### Task goal
Write out again the entries from the first line to the line that includes "their carried round", keeping both of those lines.

### Provided records

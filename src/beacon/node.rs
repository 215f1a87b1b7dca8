//! The per-node protocol state machine.
//!
//! A node is a single-threaded reactive actor: the caller delivers one
//! inbound event at a time (`start` or `msg_in`) and ships the returned
//! outgoing messages. Encryption and decryption shares of different rounds
//! overlap freely on the wire; messages are routed by their carried round
//! number, future rounds are buffered, and completing a round can cascade
//! straight through rounds whose messages were already buffered.
use num_bigint_dig::BigUint;
use num_traits::One;
use rand_chacha::ChaCha20Rng;
use tracing::{debug, error, info, warn};

use crate::{
    collections::TypedUsize,
    crypto_tools::{
        arith, elgamal, hash, vss,
        zkp::{chaum_pedersen, schnorr},
    },
    sdk::{
        api::{BytesVec, HerbFatal, HerbResult},
        wire_bytes,
    },
};

use super::{
    api::{BeaconConfig, BeaconNodeId},
    dkg::Dkg,
    key_share::KeyShare,
    msg::{self, Msg},
    round::{PendingDec, RoundState},
};

#[derive(Debug, Clone, Copy, PartialEq)]
pub enum Status {
    InProgress,
    Done,
}

/// An outgoing wire message; the caller owns delivery
#[derive(Debug, Clone)]
pub enum MsgOut {
    /// deliver to every peer
    Bcast { bytes: BytesVec },
    /// deliver to one peer
    P2p {
        to: TypedUsize<BeaconNodeId>,
        bytes: BytesVec,
    },
}

/// A finalized beacon value, the `(round, output)` pair reported to the
/// client when this node is the replier
#[derive(Debug, Clone, PartialEq)]
pub struct RoundOutput {
    round: u64,
    value: BigUint,
}

impl RoundOutput {
    pub fn round(&self) -> u64 {
        self.round
    }

    pub fn value(&self) -> &BigUint {
        &self.value
    }
}

/// Everything produced by one actor activation
#[derive(Debug, Default)]
pub struct StepOutput {
    pub msgs_out: Vec<MsgOut>,
    pub new_outputs: Vec<RoundOutput>,
}

enum Route {
    Invalid,
    Past,
    Current,
    Future,
}

pub struct Node {
    config: BeaconConfig,
    my_id: TypedUsize<BeaconNodeId>,
    rng: ChaCha20Rng,
    dkg: Option<Dkg>,
    key_share: Option<KeyShare>,
    rounds: Vec<RoundState>,
    /// highest round entered; 0 until key generation completes
    round_current: u64,
    outputs: Vec<RoundOutput>,
    done: bool,
}
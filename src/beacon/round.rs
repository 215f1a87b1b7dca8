//! Per-round bookkeeping for the beacon phase.
//!
//! Each round collects one ciphertext and one partial decryption per node.
//! Entries, once stored, are never overwritten. Partial decryptions are held
//! unverified until all `n` ciphertexts are in: only then is the aggregate
//! `A` known, and the DLEQ statement is checked against the locally
//! recomputed aggregate rather than the one carried in the message.
use num_bigint_dig::BigUint;

use crate::{
    collections::FillVecMap,
    crypto_tools::{elgamal, zkp::chaum_pedersen},
};

use super::api::BeaconNodeId;

/// A decryption share buffered until the local ciphertext set is complete
#[derive(Debug, Clone)]
pub(super) struct PendingDec {
    pub(super) partial: BigUint,
    pub(super) proof: chaum_pedersen::Proof,
    pub(super) y: BigUint,
    pub(super) a_combined: BigUint,
}

pub(super) struct RoundState {
    /// verified ciphertext contributions
    pub(super) enc: FillVecMap<BeaconNodeId, elgamal::Ciphertext>,
    /// decryption shares awaiting the local aggregate
    pub(super) dec_pending: FillVecMap<BeaconNodeId, PendingDec>,
    /// verified partial decryptions
    pub(super) dec: FillVecMap<BeaconNodeId, BigUint>,
    /// `(A, B) = (prod_i a_i, prod_i b_i) mod p`, set once `enc` is full
    pub(super) combined: Option<(BigUint, BigUint)>,
}

impl RoundState {
    pub(super) fn with_size(node_count: usize) -> Self {
        Self {
            enc: FillVecMap::with_size(node_count),
            dec_pending: FillVecMap::with_size(node_count),
            dec: FillVecMap::with_size(node_count),
            combined: None,
        }
    }
}
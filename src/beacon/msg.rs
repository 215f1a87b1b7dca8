use num_bigint_dig::BigUint;
use serde::{Deserialize, Serialize};

use crate::{
    collections::TypedUsize,
    crypto_tools::{
        elgamal,
        vss,
        zkp::{chaum_pedersen, schnorr},
    },
    sdk::{
        api::{BytesVec, HerbResult},
        wire_bytes,
    },
};

use super::api::BeaconNodeId;

/// Peer-to-peer protocol messages. The transport tags each delivery with the
/// sender; the wire envelope repeats the sender id so the node can
/// cross-check.
#[derive(Debug, Clone, Serialize, Deserialize)]
pub(super) enum Msg {
    /// Key generation: a point on the dealer's polynomial plus the full
    /// commitment vector. `commit[0]` doubles as the dealer's public-key
    /// share.
    Subshare {
        subshare: BigUint,
        commit: vss::Commit,
    },
    /// Beacon: this node's ciphertext contribution for `round`, with a
    /// Schnorr proof of knowledge of the encryption randomness
    EncShare {
        ciphertext: elgamal::Ciphertext,
        proof: schnorr::Proof,
        round: u64,
    },
    /// Beacon: this node's partial decryption for `round`, with a DLEQ proof
    /// that it was computed with the same share that `y` commits to.
    /// `a_combined` is the ciphertext aggregate the sender decrypted against.
    DecShare {
        partial: BigUint,
        proof: chaum_pedersen::Proof,
        y: BigUint,
        a_combined: BigUint,
        round: u64,
    },
}

pub(super) fn encode(msg: &Msg, from: TypedUsize<BeaconNodeId>) -> HerbResult<BytesVec> {
    wire_bytes::encode_message(wire_bytes::serialize(msg)?, from)
}
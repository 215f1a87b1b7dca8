use num_bigint_dig::BigUint;
use zeroize::{Zeroize, ZeroizeOnDrop};

use crate::collections::{TypedUsize, VecMap};

use super::api::BeaconNodeId;

/// Final output of key generation, frozen for the lifetime of the node.
#[derive(Debug, Clone, PartialEq)]
pub struct KeyShare {
    group: GroupKeyInfo,
    share: ShareSecretInfo,
}

/// `GroupKeyInfo` is the same for all nodes
#[derive(Debug, Clone, PartialEq)]
pub struct GroupKeyInfo {
    /// group encryption key `h = g^s mod p`
    h: BigUint,
    /// per-node public-key shares `g^{a_{j,0}} mod p`; their product is `h`
    pk_shares: VecMap<BeaconNodeId, BigUint>,
    threshold: usize,
}

/// `ShareSecretInfo` is unique to each node.
/// `index` is not secret but it's stored here anyway
/// because it's an essential part of secret data.
#[derive(Debug, Clone, PartialEq, Zeroize, ZeroizeOnDrop)]
pub struct ShareSecretInfo {
    #[zeroize(skip)]
    index: TypedUsize<BeaconNodeId>,
    /// accumulated private share `x_i = sum_j f_j(i) mod q`
    x_i: BigUint,
    /// `y_i = g^{x_i} mod p`, the DLEQ verification key for this node's
    /// partial decryptions
    y_i: BigUint,
}

impl KeyShare {
    pub(super) fn new(group: GroupKeyInfo, share: ShareSecretInfo) -> Self {
        Self { group, share }
    }

    pub fn group(&self) -> &GroupKeyInfo {
        &self.group
    }

    pub fn share(&self) -> &ShareSecretInfo {
        &self.share
    }
}

impl GroupKeyInfo {
    pub(super) fn new(
        h: BigUint,
        pk_shares: VecMap<BeaconNodeId, BigUint>,
        threshold: usize,
    ) -> Self {
        Self {
            h,
            pk_shares,
            threshold,
        }
    }

    pub fn h(&self) -> &BigUint {
        &self.h
    }

    pub fn pk_shares(&self) -> &VecMap<BeaconNodeId, BigUint> {
        &self.pk_shares
    }

    pub fn threshold(&self) -> usize {
        self.threshold
    }
}

impl ShareSecretInfo {
    pub(super) fn new(
        index: TypedUsize<BeaconNodeId>,
        x_i: BigUint,
        y_i: BigUint,
    ) -> Self {
        Self { index, x_i, y_i }
    }

    pub fn index(&self) -> TypedUsize<BeaconNodeId> {
        self.index
    }

    pub fn y_i(&self) -> &BigUint {
        &self.y_i
    }

    pub(crate) fn x_i(&self) -> &BigUint {
        &self.x_i
    }
}
//! API for herb users
pub type HerbResult<T> = Result<T, HerbFatal>;
pub type BytesVec = Vec<u8>;

#[derive(Debug, Clone, Copy, PartialEq)]
pub struct HerbFatal;

/// Expose herb's (de)serialization functions
/// that use the appropriate bincode config options.
pub use super::wire_bytes::{deserialize, serialize};
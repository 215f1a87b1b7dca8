use hmac::{Mac, SimpleHmac};
use rand::SeedableRng;
use rand_chacha::ChaCha20Rng;
use sha2::Sha256;
use std::{
    array::TryFromSliceError,
    convert::{TryFrom, TryInto},
};
use tracing::error;
use zeroize::{Zeroize, ZeroizeOnDrop};

use crate::{
    collections::TypedUsize,
    sdk::api::{HerbFatal, HerbResult},
};

use super::api::BeaconNodeId;

const SESSION_NONCE_LENGTH_MIN: usize = 4;
const SESSION_NONCE_LENGTH_MAX: usize = 256;

/// Root entropy for one node's CSPRNG: polynomial coefficients, encryption
/// randomness, plaintexts and Fiat-Shamir witnesses are all drawn from the
/// stream seeded here.
#[derive(Debug, Clone, Zeroize, ZeroizeOnDrop)]
pub struct SecretSeedKey(pub(crate) [u8; 64]);

impl TryFrom<&[u8]> for SecretSeedKey {
    type Error = TryFromSliceError;
    fn try_from(v: &[u8]) -> Result<Self, Self::Error> {
        Ok(Self(v.try_into()?))
    }
}

/// Initialize a RNG by hashing the arguments.
pub(crate) fn rng_seed(
    tag: u8,
    node_id: TypedUsize<BeaconNodeId>,
    seed_key: &SecretSeedKey,
    session_nonce: &[u8],
) -> HerbResult<ChaCha20Rng> {
    if session_nonce.len() < SESSION_NONCE_LENGTH_MIN
        || session_nonce.len() > SESSION_NONCE_LENGTH_MAX
    {
        error!(
            "invalid session_nonce length {} not in [{},{}]",
            session_nonce.len(),
            SESSION_NONCE_LENGTH_MIN,
            SESSION_NONCE_LENGTH_MAX
        );
        return Err(HerbFatal);
    }

    let mut prf = SimpleHmac::<Sha256>::new_from_slice(&seed_key.0[..]).map_err(|_| {
        error!("failure to initialize hmac");
        HerbFatal
    })?;

    prf.update(&tag.to_be_bytes());
    // fixed-width form so the seed is platform-independent
    prf.update(&(node_id.as_usize() as u64).to_be_bytes());
    prf.update(session_nonce);

    let seed = prf.finalize().into_bytes().into();

    Ok(ChaCha20Rng::from_seed(seed))
}
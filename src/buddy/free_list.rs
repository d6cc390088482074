//! Intrusive free list threaded through page descriptors
//!
//! Each list keeps only its head and length; the links live in the
//! `next_free` field of the descriptor heading each block.

#[cfg(feature = "log")]
use log::{error, warn};

use crate::page_descriptor::DescriptorPool;
use crate::Pfn;

/// Free list of block heads for a single order
///
/// Entries are kept sorted by ascending pfn, so the front is always the
/// lowest-addressed free block.
pub struct FreeList {
    head: Option<Pfn>,
    len: usize,
}

impl FreeList {
    /// Create a new empty free list
    pub const fn new() -> Self {
        Self { head: None, len: 0 }
    }

    /// Insert a block head in sorted order (ascending by pfn)
    ///
    /// Returns false if the block is already on the list or the list is corrupted.
    pub fn insert_sorted(&mut self, pool: &mut DescriptorPool, pfn: Pfn) -> bool {
        if !pool.contains(pfn) {
            error!("Block head {:#x} is outside the descriptor pool", pfn);
            return false;
        }

        // Find insertion position
        let mut prev = None;
        let mut current = self.head;
        let mut visited = 0;

        while let Some(cur) = current {
            if visited > self.len {
                error!("Potential cycle detected during insert");
                return false;
            }
            if cur == pfn {
                return false;
            }
            if cur > pfn {
                break;
            }
            match pool.pfn_to_pgd(cur) {
                Some(pgd) => {
                    prev = current;
                    current = pgd.next_free;
                }
                None => {
                    error!("Invalid link {:#x} in free list", cur);
                    return false;
                }
            }
            visited += 1;
        }

        if let Some(pgd) = pool.pfn_to_pgd_mut(pfn) {
            pgd.next_free = current;
        }
        match prev {
            Some(p) => {
                if let Some(prev_pgd) = pool.pfn_to_pgd_mut(p) {
                    prev_pgd.next_free = Some(pfn);
                }
            }
            None => self.head = Some(pfn),
        }

        self.len += 1;
        true
    }

    /// Find a block head by pfn
    ///
    /// Returns `Some(prev)` where `prev` is the entry before it (or None if head).
    pub fn find_by_pfn(&self, pool: &DescriptorPool, pfn: Pfn) -> Option<Option<Pfn>> {
        let mut prev = None;
        let mut current = self.head;
        let mut visited = 0;

        while let Some(cur) = current {
            if visited > self.len {
                error!("Potential cycle detected during search");
                return None;
            }
            // Early termination: list is sorted by pfn
            if cur > pfn {
                break;
            }
            if cur == pfn {
                return Some(prev);
            }
            prev = current;
            current = pool.pfn_to_pgd(cur)?.next_free;
            visited += 1;
        }

        None
    }

    pub fn contains(&self, pool: &DescriptorPool, pfn: Pfn) -> bool {
        self.find_by_pfn(pool, pfn).is_some()
    }

    /// Remove a block head from the list
    pub fn remove(&mut self, pool: &mut DescriptorPool, pfn: Pfn) -> bool {
        let Some(prev) = self.find_by_pfn(pool, pfn) else {
            warn!("Block {:#x} is not on this free list", pfn);
            return false;
        };
        self.remove_with_prev(pool, pfn, prev)
    }

    /// Unlink `pfn` given its predecessor (O(1))
    fn remove_with_prev(&mut self, pool: &mut DescriptorPool, pfn: Pfn, prev: Option<Pfn>) -> bool {
        let Some(pgd) = pool.pfn_to_pgd_mut(pfn) else {
            return false;
        };
        let next = pgd.next_free.take();

        match prev {
            Some(p) => match pool.pfn_to_pgd_mut(p) {
                Some(prev_pgd) => prev_pgd.next_free = next,
                None => return false,
            },
            None => self.head = next,
        }

        self.len -= 1;
        true
    }

    /// Pop the lowest block head
    pub fn pop_front(&mut self, pool: &mut DescriptorPool) -> Option<Pfn> {
        let head = self.head?;
        match pool.pfn_to_pgd_mut(head) {
            Some(pgd) => {
                self.head = pgd.next_free.take();
                self.len -= 1;
                Some(head)
            }
            None => {
                error!("Head {:#x} is corrupted", head);
                None
            }
        }
    }

    /// Lowest block head without removing it
    pub fn front(&self) -> Option<Pfn> {
        self.head
    }

    pub fn is_empty(&self) -> bool {
        self.len == 0
    }

    pub fn len(&self) -> usize {
        self.len
    }

    /// Check if any block head falls within `[start, end)`
    pub fn has_block_in_range(&self, pool: &DescriptorPool, start: Pfn, end: Pfn) -> bool {
        for pfn in self.iter(pool) {
            // Early termination: list is sorted by pfn
            if pfn >= end {
                break;
            }
            if pfn >= start {
                return true;
            }
        }
        false
    }

    pub fn iter<'a>(&'a self, pool: &'a DescriptorPool<'a>) -> FreeListIter<'a> {
        FreeListIter {
            pool,
            current: self.head,
            remaining: self.len,
        }
    }

    /// Unlink every entry
    pub fn clear(&mut self, pool: &mut DescriptorPool) {
        while self.pop_front(pool).is_some() {}
    }
}

impl Default for FreeList {
    fn default() -> Self {
        Self::new()
    }
}

/// Iterator over the block heads of a FreeList
pub struct FreeListIter<'a> {
    pool: &'a DescriptorPool<'a>,
    current: Option<Pfn>,
    remaining: usize,
}

impl Iterator for FreeListIter<'_> {
    type Item = Pfn;

    fn next(&mut self) -> Option<Self::Item> {
        let pfn = self.current?;
        if self.remaining == 0 {
            error!("Free list is longer than its recorded length");
            self.current = None;
            return None;
        }
        self.remaining -= 1;
        self.current = self.pool.pfn_to_pgd(pfn).and_then(|pgd| pgd.next_free);
        Some(pfn)
    }
}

### Answer area
filename src/beacon/node.rs
repository 215f1a87b1b7dca8
//! The per-node protocol state machine.
//!
//! A node is a single-threaded reactive actor: the caller delivers one
//! inbound event at a time (`start` or `msg_in`) and ships the returned
//! outgoing messages. Encryption and decryption shares of different rounds
//! overlap freely on the wire; messages are routed by their carried round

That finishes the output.